DATA SECTION:
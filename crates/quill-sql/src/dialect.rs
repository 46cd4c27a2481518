mod capability;
pub use capability::Capability;

mod param_style;
pub use param_style::ParamStyle;

mod quoting;
pub use quoting::Quoting;

/// Everything the compiler needs to know about a database's SQL dialect.
///
/// The built-in dialects are constants; custom ones are usually derived
/// from a built-in with struct update syntax:
///
/// ```
/// use quill_sql::{Dialect, ParamStyle};
///
/// let dialect = Dialect {
///     name: "psycopg2",
///     param_style: ParamStyle::Pyformat,
///     ..Dialect::POSTGRESQL
/// };
/// assert!(dialect.capability.correlated_from_update);
/// ```
#[derive(Debug, Clone, PartialEq, Eq)]
pub struct Dialect {
    pub name: &'static str,

    /// Statement shapes the database accepts
    pub capability: Capability,

    /// Identifier quoting rules
    pub quoting: Quoting,

    /// How bind parameters are written
    pub param_style: ParamStyle,
}

impl Dialect {
    /// Generic dialect: `UPDATE .. FROM`, `:name` parameters.
    pub const DEFAULT: Dialect = Dialect {
        name: "default",
        capability: Capability::DEFAULT,
        quoting: Quoting::ANSI,
        param_style: ParamStyle::Named,
    };

    pub const POSTGRESQL: Dialect = Dialect {
        name: "postgresql",
        capability: Capability::POSTGRESQL,
        param_style: ParamStyle::Numeric,
        ..Self::DEFAULT
    };

    pub const SQLITE: Dialect = Dialect {
        name: "sqlite",
        capability: Capability::SQLITE,
        param_style: ParamStyle::Qmark,
        ..Self::DEFAULT
    };

    pub const MYSQL: Dialect = Dialect {
        name: "mysql",
        capability: Capability::MYSQL,
        quoting: Quoting::MYSQL,
        param_style: ParamStyle::Format,
    };

    /// Plain SQL-92: single-table UPDATE only.
    pub const ANSI: Dialect = Dialect {
        name: "ansi",
        capability: Capability::ANSI,
        ..Self::DEFAULT
    };

    /// Looks up a built-in dialect by name.
    pub fn from_name(name: &str) -> Option<&'static Dialect> {
        match name.to_ascii_lowercase().as_str() {
            "default" => Some(&Self::DEFAULT),
            "postgresql" | "postgres" => Some(&Self::POSTGRESQL),
            "sqlite" => Some(&Self::SQLITE),
            "mysql" | "mariadb" => Some(&Self::MYSQL),
            "ansi" => Some(&Self::ANSI),
            _ => None,
        }
    }
}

ABOUT THIS TASK: In the listing, find every line with the word "struct" and return it.

ANSWER TO THIS EXERCISE:
/// from a built-in with struct update syntax:
pub struct Dialect {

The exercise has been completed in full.